"........"
suasana hening seketika membuat rose bingung.
"kakak.... ada apa?"
"ah... rose tak apa"jawab moon dan sun bersamaan.
"jadi... kau tak ingin tau siapa putri mu.."
"ah! tidak mungkin! aku... aku..."
"aku tidak tau~"sambar moon dengan nada mengejek membuat sun tertawa.
"jadi apa kau ingin tau...?"tanya moon dingin langsung diangguki pak tua itu.
"bagaimana kita gunakan panggilan formal saja seperti~"
"dewa waktu....."ucap sun membuat semua kaget setengah mati termaksud kakek itu.
"da-"
"istri mu yang memberi tau"ucap moon memotong perkataan kakek itu.
"apakah anak ini anak ku?"tanya kakek itu ingin menyentuh rose tapi rose dengan cepat menghindar lalu menghampiri sun ketakutan.

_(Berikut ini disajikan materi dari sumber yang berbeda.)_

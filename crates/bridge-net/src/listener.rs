//! Peer listener: persistent accept loop on a well-known loopback port
//!
//! Each connection carries exactly one command frame and one reply frame.
//! The listener never touches scene state itself; it hands the parsed
//! command to a [`CommandHandler`], which is expected to marshal the work
//! onto the scene-owner execution context and return the reply. Handler
//! errors become `ERR|...` replies; nothing a client sends can take the
//! accept loop down.

use async_trait::async_trait;
use bridge_core::{BridgeError, Command, Reply, Result};
use std::net::SocketAddr;
use std::sync::Arc;
use tokio::net::{TcpListener, TcpSocket, TcpStream};
use tokio::sync::watch;
use tokio::task::JoinHandle;
use tracing::{debug, error, info, warn};

use crate::framing::{read_frame, write_frame};

/// Handler table of one peer: maps each parsed command to its reply
#[async_trait]
pub trait CommandHandler: Send + Sync + 'static {
    async fn handle(&self, command: Command) -> Reply;
}

/// Callback fired on every accepted connection (UI "peer seen" indicator)
pub type ConnectCallback = Arc<dyn Fn() + Send + Sync>;

/// Listener bind configuration
#[derive(Debug, Clone)]
pub struct ListenerConfig {
    /// Bind host (loopback only; the channel is unauthenticated)
    pub host: String,
    /// Well-known port of this peer
    pub port: u16,
}

impl ListenerConfig {
    pub fn new(port: u16) -> Self {
        Self {
            host: "127.0.0.1".into(),
            port,
        }
    }
}

enum ListenerState {
    Stopped,
    Listening {
        shutdown: watch::Sender<bool>,
        task: JoinHandle<()>,
        bound: SocketAddr,
    },
}

/// Owned listener state: config, handler table, connection callback, and
/// the running accept loop if any. One instance per host process.
pub struct PeerListener {
    config: ListenerConfig,
    handler: Arc<dyn CommandHandler>,
    on_connect: Option<ConnectCallback>,
    state: ListenerState,
}

impl PeerListener {
    pub fn new(config: ListenerConfig, handler: Arc<dyn CommandHandler>) -> Self {
        Self {
            config,
            handler,
            on_connect: None,
            state: ListenerState::Stopped,
        }
    }

    /// Register the connection notification callback
    pub fn set_on_connect(&mut self, callback: impl Fn() + Send + Sync + 'static) {
        self.on_connect = Some(Arc::new(callback));
    }

    /// Whether the accept loop is running
    pub fn is_running(&self) -> bool {
        matches!(self.state, ListenerState::Listening { .. })
    }

    /// Address actually bound, once listening (port 0 resolves here)
    pub fn local_addr(&self) -> Option<SocketAddr> {
        match &self.state {
            ListenerState::Listening { bound, .. } => Some(*bound),
            ListenerState::Stopped => None,
        }
    }

    /// Start the accept loop. No-op while already listening; on bind
    /// failure the listener stays stopped and the attempt is the only
    /// casualty.
    pub async fn start(&mut self) -> Result<()> {
        if self.is_running() {
            info!("Listener already running on port {}", self.config.port);
            return Ok(());
        }

        let listener = self.bind()?;
        let bound = listener.local_addr().map_err(|e| {
            BridgeError::Transport(format!("Could not read bound address: {}", e))
        })?;
        info!("Listening on {}", bound);

        let (shutdown, shutdown_rx) = watch::channel(false);
        let handler = self.handler.clone();
        let on_connect = self.on_connect.clone();
        let task = tokio::spawn(accept_loop(listener, handler, on_connect, shutdown_rx));

        self.state = ListenerState::Listening {
            shutdown,
            task,
            bound,
        };
        Ok(())
    }

    /// Stop the accept loop and close the socket. Cooperative: an in-flight
    /// connection finishes its reply first.
    pub async fn stop(&mut self) {
        match std::mem::replace(&mut self.state, ListenerState::Stopped) {
            ListenerState::Stopped => {}
            ListenerState::Listening { shutdown, task, .. } => {
                let _ = shutdown.send(true);
                let _ = task.await;
                info!("Listener stopped");
            }
        }
    }

    fn bind(&self) -> Result<TcpListener> {
        let addr: SocketAddr = format!("{}:{}", self.config.host, self.config.port)
            .parse()
            .map_err(|e| {
                BridgeError::Transport(format!(
                    "Invalid listen address {}:{}: {}",
                    self.config.host, self.config.port, e
                ))
            })?;

        let socket = TcpSocket::new_v4()
            .map_err(|e| BridgeError::Transport(format!("Could not create socket: {}", e)))?;
        socket
            .set_reuseaddr(true)
            .map_err(|e| BridgeError::Transport(format!("Could not set SO_REUSEADDR: {}", e)))?;
        socket.bind(addr).map_err(|e| {
            error!("Bind to {} failed: {}", addr, e);
            BridgeError::Transport(format!("Bind to {} failed: {}", addr, e))
        })?;
        socket
            .listen(8)
            .map_err(|e| BridgeError::Transport(format!("Listen on {} failed: {}", addr, e)))
    }
}

async fn accept_loop(
    listener: TcpListener,
    handler: Arc<dyn CommandHandler>,
    on_connect: Option<ConnectCallback>,
    mut shutdown_rx: watch::Receiver<bool>,
) {
    loop {
        tokio::select! {
            _ = shutdown_rx.changed() => {
                debug!("Shutdown requested, accept loop exiting");
                break;
            }
            accepted = listener.accept() => {
                match accepted {
                    Ok((stream, addr)) => {
                        debug!("Connection from {}", addr);
                        if let Some(callback) = &on_connect {
                            callback();
                        }
                        let handler = handler.clone();
                        tokio::spawn(async move {
                            if let Err(e) = serve_connection(stream, handler).await {
                                warn!("Connection from {} failed: {}", addr, e);
                            }
                        });
                    }
                    Err(e) => {
                        warn!("Accept failed: {}", e);
                    }
                }
            }
        }
    }
}

/// One connection: read one frame, dispatch, write one reply, close.
///
/// Decode failures still get an `ERR|...` reply where the connection is
/// intact; transport failures are logged by the caller and dropped.
async fn serve_connection(mut stream: TcpStream, handler: Arc<dyn CommandHandler>) -> Result<()> {
    let reply = match read_frame(&mut stream).await {
        Ok(text) => {
            debug!("Received command: {}", text);
            handler.handle(Command::parse(&text)).await
        }
        Err(e @ BridgeError::Protocol(_)) => {
            warn!("Rejecting malformed frame: {}", e);
            Reply::Err(e.reason().to_string())
        }
        Err(e) => return Err(e),
    };

    write_frame(&mut stream, &reply.encode()).await
}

"ka... ka.. kakak ka.. kek.. itu aneh!"
ucap rose ketakutan membuat kakek itu sakit hati .
"{°×°}".
"oh... baiklah... mata mu jeli juga padahal kami ingin mengataimu jika kau tak mengenal anakmu sendiri"ucap sun menggendong rose yang ketakutan.

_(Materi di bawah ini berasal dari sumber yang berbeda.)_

//! End-to-end round trip between two in-process peers
//!
//! Peer A holds the authored scene; peer B receives the object, edits it,
//! and sends it home. Both listeners run on ephemeral ports against
//! in-memory scenes, with real sockets and real artifact files in between.

use bridge_core::envelope::IDENTITY_MATRIX;
use bridge_core::{PeerRole, Reply};
use bridge_host::{
    BridgeConfig, BridgeHandler, MemoryScene, SceneExecutor, SceneHost, ping_peer,
    return_to_origin, send_selected,
};
use bridge_net::{ListenerConfig, PeerListener};
use std::sync::Arc;

fn moved_matrix() -> [f64; 16] {
    let mut m = IDENTITY_MATRIX;
    m[12] = 4.0;
    m[13] = 5.0;
    m[14] = 6.0;
    m
}

async fn start_peer(
    scene: MemoryScene,
    role: PeerRole,
    config: &BridgeConfig,
) -> (SceneExecutor, PeerListener) {
    let executor = SceneExecutor::spawn(scene);
    let handler = BridgeHandler::new(executor.handle(), config.clone(), role);
    let mut listener = PeerListener::new(ListenerConfig::new(0), Arc::new(handler));
    listener.start().await.unwrap();
    (executor, listener)
}

#[tokio::test]
async fn object_round_trips_between_peers() {
    let dir = tempfile::tempdir().unwrap();
    let base = BridgeConfig::with_temp_dir(dir.path());

    // Peer A: the originating scene, with everything the interchange
    // format is going to drop
    let mut scene_a = MemoryScene::new("shot010");
    scene_a.create_transform("props", None);
    let original = scene_a.create_mesh("crate", Some("|props"));
    scene_a
        .set_world_matrix(&original, &moved_matrix())
        .unwrap();
    scene_a.create_group("woodSG");
    scene_a
        .assign_faces("woodSG", &["|props|crate|crateShape.f[0:5]".into()])
        .unwrap();
    let light = scene_a.create_light("keyLight");
    scene_a.set_light_link(&light, &original, true).unwrap();
    scene_a.select(&original).unwrap();

    let scene_b = MemoryScene::new("authorB");

    let (exec_a, mut listener_a) = start_peer(scene_a, PeerRole::A, &base).await;
    let (exec_b, mut listener_b) = start_peer(scene_b, PeerRole::B, &base).await;

    let mut config = base.clone();
    config.peer_a_port = listener_a.local_addr().unwrap().port();
    config.peer_b_port = listener_b.local_addr().unwrap().port();

    // Liveness both ways
    assert!(matches!(
        ping_peer(&config, PeerRole::A).await.unwrap(),
        Reply::Pong(_)
    ));
    assert!(matches!(
        ping_peer(&config, PeerRole::B).await.unwrap(),
        Reply::Pong(_)
    ));

    // First leg: A's selection travels to B
    let handle_a = exec_a.handle();
    let handle_b = exec_b.handle();
    let reply = send_selected(&handle_a, &config, PeerRole::B).await.unwrap();
    assert_eq!(reply, Reply::Ok("Imported crate".into()));

    // B holds a tagged copy at the recorded transform
    let (tag, matrix) = handle_b
        .submit(|scene| {
            let tag = scene.read_tag("|crate");
            let matrix = scene.world_matrix("|crate").unwrap();
            (tag, matrix)
        })
        .await
        .unwrap();
    let tag = tag.expect("imported object carries an origin tag");
    assert_eq!(tag.origin_scene, "shot010");
    assert_eq!(tag.origin_object, "crate");
    assert_eq!(tag.origin_full_path.as_deref(), Some("|props|crate"));
    assert_eq!(matrix, moved_matrix());

    // Return leg: B sends its (edited) copy home
    handle_b
        .submit(|scene| scene.select("|crate"))
        .await
        .unwrap()
        .unwrap();
    let reply = return_to_origin(&handle_b, &config, PeerRole::A)
        .await
        .unwrap();
    assert_eq!(reply, Reply::Ok("Replaced with |props|crate".into()));

    // A's replacement reacquired parent, transform, materials, and links
    let (matrix, faces, links, selection) = handle_a
        .submit(|scene| {
            (
                scene.world_matrix("|props|crate").unwrap(),
                scene.faces_in_group("woodSG"),
                scene.linked_lights("|props|crate").unwrap(),
                scene.selection(),
            )
        })
        .await
        .unwrap();
    assert_eq!(matrix, moved_matrix());
    assert_eq!(
        faces,
        vec!["|props|crate|crateShape.f[0:5]".to_string()]
    );
    assert_eq!(links, vec!["|keyLight".to_string()]);
    assert_eq!(selection, vec!["|props|crate".to_string()]);

    listener_a.stop().await;
    listener_b.stop().await;
    exec_a.shutdown().await;
    exec_b.shutdown().await;
}

#[tokio::test]
async fn malformed_traffic_does_not_poison_a_transfer() {
    let dir = tempfile::tempdir().unwrap();
    let base = BridgeConfig::with_temp_dir(dir.path());

    let mut scene_a = MemoryScene::new("shot010");
    let original = scene_a.create_mesh("crate", None);
    scene_a.select(&original).unwrap();

    let (exec_a, mut listener_a) = start_peer(scene_a, PeerRole::A, &base).await;
    let (exec_b, mut listener_b) =
        start_peer(MemoryScene::new("authorB"), PeerRole::B, &base).await;

    let mut config = base.clone();
    config.peer_a_port = listener_a.local_addr().unwrap().port();
    config.peer_b_port = listener_b.local_addr().unwrap().port();

    // Garbage first; the listener answers and keeps accepting
    let addr = config.addr_for(PeerRole::B);
    let reply = bridge_net::send_command(
        &addr,
        &bridge_core::Command::Unknown {
            raw: "FOO|bar".into(),
        },
        config.connect_timeout,
    )
    .await
    .unwrap();
    assert_eq!(reply, Reply::Err("Unknown command: FOO|bar".into()));

    // A real transfer still goes through on the same listener
    let reply = send_selected(&exec_a.handle(), &config, PeerRole::B)
        .await
        .unwrap();
    assert_eq!(reply, Reply::Ok("Imported crate".into()));

    listener_a.stop().await;
    listener_b.stop().await;
    exec_a.shutdown().await;
    exec_b.shutdown().await;
}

"em... maaf kami tidak tau kenapa rose takut padamu"ucap moon menggaruk kepalanya yang tidak gatal.
"oh... baiklah..."ucap kakek itu lesu... lalu berlalu pergi keluar akademi membuat sun saling bertatap.
"pes! kau saja"batin sun kesal moon menatapnya.
"tidak! kau saja bukankah kau pandai membujuk orang dengan sikap ayah yang ada padamu kau pasti bisa membujuknya!"batin moon tak mau kalah.
"cih! sifat ayah apanya karena ke arogannya jadi mereka dapat mengenali kita sebagai anak nya"
"tapi! itu juga karena kau! memiliki sifat arogan itu!"
"eh..."
batin off:
"ah... kurasa aku harus menghiburnya"
sun menghela nafas kalah tak ada yang bisa kalah debat dari moon bahkan dirinya.
akhirnya sun menurunkan perlahan rose lalu pergi dari sana meninggalkan akademi dewa dewi mengajar kakek tua yang malang itu.
sun terus mengikuti kakek yang berjalan lesu itu sampai ke pinggir danau indah yang terkenal di kerajaan atas awah yang membuat sun bingung adalah kenapa danau itu sepi apakah karena turnamen masih berlanjut.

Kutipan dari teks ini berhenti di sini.